[Assignment]
Each line containing the string "index" should be copied out of the entries.

[Provided entries]
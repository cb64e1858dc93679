//! Error types and result definitions for the extraction pipeline.
//!
//! Provides a single error type with classification and captured diagnostic
//! metadata. [`EtlError`] represents either one failure with rich context or
//! several aggregated failures, which is how concurrent page fetches report
//! that more than one sibling request failed.

use std::backtrace::{Backtrace, BacktraceStatus};
use std::borrow::Cow;
use std::error;
use std::fmt;
use std::panic::Location;
use std::sync::Arc;

/// Convenient result type for pipeline operations using [`EtlError`].
pub type EtlResult<T> = Result<T, EtlError>;

/// Detailed payload stored for single [`EtlError`] instances.
#[derive(Debug, Clone)]
struct ErrorPayload {
    kind: ErrorKind,
    description: Cow<'static, str>,
    detail: Option<Cow<'static, str>>,
    source: Option<Arc<dyn error::Error + Send + Sync>>,
    location: &'static Location<'static>,
    backtrace: Arc<Backtrace>,
}

/// Main error type for pipeline operations.
#[derive(Debug, Clone)]
pub struct EtlError {
    repr: ErrorRepr,
}

/// Internal representation of error data.
#[derive(Debug, Clone)]
enum ErrorRepr {
    /// Single error payload holding rich metadata.
    Single(ErrorPayload),
    /// Multiple aggregated errors, mainly from failed fan-out siblings.
    Many {
        errors: Vec<EtlError>,
        location: &'static Location<'static>,
    },
}

/// Categories of failures that can occur during a run.
///
/// The first group maps one-to-one onto the run-aborting conditions of the
/// pipeline; the rest classify ambient failures (configuration, codecs, I/O).
#[derive(PartialEq, Eq, Copy, Clone, Debug, Hash)]
#[non_exhaustive]
pub enum ErrorKind {
    /// Explicit window bounds are unparsable or inverted.
    InvalidWindow,
    /// Incremental entity with an empty canonical table and no explicit window.
    NoWatermark,
    /// Transport, probe, or page failure while fetching from the API.
    FetchFailed,
    /// A required field is missing or null in a raw row.
    SchemaViolation,
    /// Staging append failure.
    LoadFailed,
    /// Canonical-table replace failure during compaction.
    CompactFailed,
    /// Table-store query failure outside of load and compaction.
    StoreQueryFailed,

    ConfigError,
    SerializationError,
    DeserializationError,
    IoError,

    Unknown,
}

impl EtlError {
    /// Returns the [`ErrorKind`] of this error.
    ///
    /// For aggregated errors, returns the kind of the first error or
    /// [`ErrorKind::Unknown`] if the list is empty.
    pub fn kind(&self) -> ErrorKind {
        match self.repr {
            ErrorRepr::Single(ref payload) => payload.kind,
            ErrorRepr::Many { ref errors, .. } => errors
                .first()
                .map(|err| err.kind())
                .unwrap_or(ErrorKind::Unknown),
        }
    }

    /// Returns all [`ErrorKind`]s present in this error.
    pub fn kinds(&self) -> Vec<ErrorKind> {
        match self.repr {
            ErrorRepr::Single(ref payload) => vec![payload.kind],
            ErrorRepr::Many { ref errors, .. } => {
                errors.iter().flat_map(|err| err.kinds()).collect()
            }
        }
    }

    /// Returns the detailed error information if available.
    pub fn detail(&self) -> Option<&str> {
        match self.repr {
            ErrorRepr::Single(ref payload) => payload.detail.as_deref(),
            ErrorRepr::Many { ref errors, .. } => errors.iter().find_map(|e| e.detail()),
        }
    }

    /// Returns the captured callsite location for this error.
    pub fn location(&self) -> &'static Location<'static> {
        match self.repr {
            ErrorRepr::Single(ref payload) => payload.location,
            ErrorRepr::Many { location, .. } => location,
        }
    }

    /// Returns the backtrace captured when this error was created.
    ///
    /// Aggregated errors have no backtrace of their own; each contained error
    /// carries its own capture.
    pub fn backtrace(&self) -> Option<&Backtrace> {
        match self.repr {
            ErrorRepr::Single(ref payload) => Some(payload.backtrace.as_ref()),
            ErrorRepr::Many { .. } => None,
        }
    }

    /// Attaches an originating [`error::Error`] and returns the modified instance.
    ///
    /// Has no effect on aggregated errors, which forward the first contained
    /// error as their source.
    pub fn with_source<E>(mut self, source: E) -> Self
    where
        E: error::Error + Send + Sync + 'static,
    {
        if let ErrorRepr::Single(ref mut payload) = self.repr {
            payload.source = Some(Arc::new(source));
        }
        self
    }

    /// Creates an [`EtlError`] from its components.
    #[track_caller]
    fn from_components(
        kind: ErrorKind,
        description: Cow<'static, str>,
        detail: Option<Cow<'static, str>>,
        source: Option<Arc<dyn error::Error + Send + Sync>>,
    ) -> Self {
        EtlError {
            repr: ErrorRepr::Single(ErrorPayload {
                kind,
                description,
                detail,
                source,
                location: Location::caller(),
                backtrace: Arc::new(Backtrace::capture()),
            }),
        }
    }
}

impl PartialEq for EtlError {
    fn eq(&self, other: &EtlError) -> bool {
        match (&self.repr, &other.repr) {
            (ErrorRepr::Single(a), ErrorRepr::Single(b)) => a.kind == b.kind,
            (
                ErrorRepr::Many {
                    errors: errors_a, ..
                },
                ErrorRepr::Many {
                    errors: errors_b, ..
                },
            ) => {
                errors_a.len() == errors_b.len()
                    && errors_a.iter().zip(errors_b.iter()).all(|(a, b)| a == b)
            }
            _ => false,
        }
    }
}

impl fmt::Display for EtlError {
    fn fmt(&self, f: &mut fmt::Formatter<'_>) -> Result<(), fmt::Error> {
        match &self.repr {
            ErrorRepr::Single(payload) => {
                let location = payload.location;
                write!(
                    f,
                    "[{:?}] {} @ {}:{}:{}",
                    payload.kind,
                    payload.description,
                    location.file(),
                    location.line(),
                    location.column()
                )?;

                if let Some(detail) = payload.detail.as_deref() {
                    write!(f, "\n  Detail: {detail}")?;
                }

                write_backtrace(payload.backtrace.as_ref(), f, 1)?;

                Ok(())
            }
            ErrorRepr::Many { errors, location } => {
                let count = errors.len();
                write!(
                    f,
                    "[Many] {} error{} aggregated @ {}:{}:{}",
                    count,
                    if count == 1 { "" } else { "s" },
                    location.file(),
                    location.line(),
                    location.column()
                )?;

                for (index, error) in errors.iter().enumerate() {
                    let rendered = format!("{error}");
                    for (nth, line) in rendered.lines().enumerate() {
                        if nth == 0 {
                            write!(f, "\n  {}. {}", index + 1, line)?;
                        } else {
                            write!(f, "\n     {line}")?;
                        }
                    }
                }

                Ok(())
            }
        }
    }
}

impl error::Error for EtlError {
    fn source(&self) -> Option<&(dyn error::Error + 'static)> {
        match &self.repr {
            ErrorRepr::Single(payload) => payload
                .source
                .as_ref()
                .map(|source| source as &(dyn error::Error + 'static)),
            // For aggregated errors, the first contained error is the source.
            ErrorRepr::Many { errors, .. } => errors
                .first()
                .map(|error| error as &(dyn error::Error + 'static)),
        }
    }
}

/// Writes the captured backtrace with indentation.
///
/// Nothing is written when backtrace capture is disabled in the environment.
fn write_backtrace(backtrace: &Backtrace, f: &mut fmt::Formatter<'_>, indent: usize) -> fmt::Result {
    if backtrace.status() != BacktraceStatus::Captured {
        return Ok(());
    }

    let indent_str = "  ".repeat(indent);

    let rendered = format!("{backtrace}");
    if rendered.trim().is_empty() {
        return Ok(());
    }

    write!(f, "\n{indent_str}Backtrace:")?;
    for line in rendered.lines() {
        if line.trim().is_empty() {
            write!(f, "\n{indent_str}  ")?;
        } else {
            write!(f, "\n{indent_str}  {line}")?;
        }
    }

    Ok(())
}

/// Creates an [`EtlError`] from an error kind and static description.
impl From<(ErrorKind, &'static str)> for EtlError {
    #[track_caller]
    fn from((kind, desc): (ErrorKind, &'static str)) -> EtlError {
        EtlError::from_components(kind, Cow::Borrowed(desc), None, None)
    }
}

/// Creates an [`EtlError`] from an error kind, static description, and dynamic detail.
impl<D> From<(ErrorKind, &'static str, D)> for EtlError
where
    D: Into<Cow<'static, str>>,
{
    #[track_caller]
    fn from((kind, desc, detail): (ErrorKind, &'static str, D)) -> EtlError {
        EtlError::from_components(kind, Cow::Borrowed(desc), Some(detail.into()), None)
    }
}

/// Creates an [`EtlError`] from a vector of errors for aggregation.
///
/// A vector with exactly one error unwraps to that error directly.
impl<E> From<Vec<E>> for EtlError
where
    E: Into<EtlError>,
{
    #[track_caller]
    fn from(errors: Vec<E>) -> EtlError {
        let location = Location::caller();

        let mut errors: Vec<EtlError> = errors.into_iter().map(Into::into).collect();

        if errors.len() == 1 {
            return errors.pop().expect("just checked length is 1");
        }

        EtlError {
            repr: ErrorRepr::Many { errors, location },
        }
    }
}

/// Converts [`std::io::Error`] to [`EtlError`] with [`ErrorKind::IoError`].
impl From<std::io::Error> for EtlError {
    #[track_caller]
    fn from(err: std::io::Error) -> EtlError {
        let detail = err.to_string();
        EtlError::from_components(
            ErrorKind::IoError,
            Cow::Borrowed("I/O operation failed"),
            Some(Cow::Owned(detail)),
            Some(Arc::new(err)),
        )
    }
}

/// Converts [`serde_json::Error`] to [`EtlError`] with the appropriate kind.
impl From<serde_json::Error> for EtlError {
    #[track_caller]
    fn from(err: serde_json::Error) -> EtlError {
        let (kind, description) = match err.classify() {
            serde_json::error::Category::Io => (ErrorKind::IoError, "JSON I/O operation failed"),
            _ => (
                ErrorKind::DeserializationError,
                "JSON deserialization failed",
            ),
        };

        let detail = err.to_string();
        EtlError::from_components(
            kind,
            Cow::Borrowed(description),
            Some(Cow::Owned(detail)),
            Some(Arc::new(err)),
        )
    }
}

/// Converts [`chrono::ParseError`] to [`EtlError`] with [`ErrorKind::InvalidWindow`].
///
/// Datetime parsing only happens on user-supplied window bounds and on
/// increment-key values read back from the table store.
impl From<chrono::ParseError> for EtlError {
    #[track_caller]
    fn from(err: chrono::ParseError) -> EtlError {
        let detail = err.to_string();
        EtlError::from_components(
            ErrorKind::InvalidWindow,
            Cow::Borrowed("Datetime parsing failed"),
            Some(Cow::Owned(detail)),
            Some(Arc::new(err)),
        )
    }
}

/// Converts [`reqwest::Error`] to [`EtlError`] with [`ErrorKind::FetchFailed`].
///
/// Every reqwest failure surfaces while talking to the source API, so the
/// fetch classification applies across the board; decode failures keep the
/// same kind because a page that cannot be decoded cannot be ingested either.
impl From<reqwest::Error> for EtlError {
    #[track_caller]
    fn from(err: reqwest::Error) -> EtlError {
        let detail = err.to_string();
        EtlError::from_components(
            ErrorKind::FetchFailed,
            Cow::Borrowed("API request failed"),
            Some(Cow::Owned(detail)),
            Some(Arc::new(err)),
        )
    }
}

#[cfg(test)]
mod tests {
    use super::*;
    use crate::etl_error;

    #[test]
    fn single_error_exposes_kind_and_detail() {
        let err = etl_error!(
            ErrorKind::SchemaViolation,
            "Missing required field",
            "field `id` in table `Lead`"
        );

        assert_eq!(err.kind(), ErrorKind::SchemaViolation);
        assert_eq!(err.detail(), Some("field `id` in table `Lead`"));
    }

    #[test]
    fn aggregating_one_error_unwraps_it() {
        let err: EtlError = vec![etl_error!(ErrorKind::FetchFailed, "Page fetch failed")].into();

        assert_eq!(err.kind(), ErrorKind::FetchFailed);
        assert_eq!(err.kinds(), vec![ErrorKind::FetchFailed]);
    }

    #[test]
    fn single_errors_capture_a_backtrace() {
        let single = etl_error!(ErrorKind::LoadFailed, "Staging append failed");
        let aggregated: EtlError = vec![
            etl_error!(ErrorKind::FetchFailed, "Page fetch failed"),
            etl_error!(ErrorKind::FetchFailed, "Page fetch failed"),
        ]
        .into();

        assert!(single.backtrace().is_some());
        assert!(aggregated.backtrace().is_none());
    }

    #[test]
    fn display_renders_backtrace_when_captured() {
        let err = etl_error!(ErrorKind::LoadFailed, "Staging append failed");

        let backtrace = err.backtrace().unwrap();
        if backtrace.status() == BacktraceStatus::Captured {
            assert!(err.to_string().contains("Backtrace:"));
        } else {
            assert!(!err.to_string().contains("Backtrace:"));
        }
    }

    #[test]
    fn aggregated_errors_flatten_kinds() {
        let err: EtlError = vec![
            etl_error!(ErrorKind::FetchFailed, "Page fetch failed"),
            etl_error!(ErrorKind::DeserializationError, "Bad page payload"),
        ]
        .into();

        assert_eq!(err.kind(), ErrorKind::FetchFailed);
        assert_eq!(
            err.kinds(),
            vec![ErrorKind::FetchFailed, ErrorKind::DeserializationError]
        );
    }
}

[Exercise answer]
                for (index, error) in errors.iter().enumerate() {
                            write!(f, "\n  {}. {}", index + 1, line)?;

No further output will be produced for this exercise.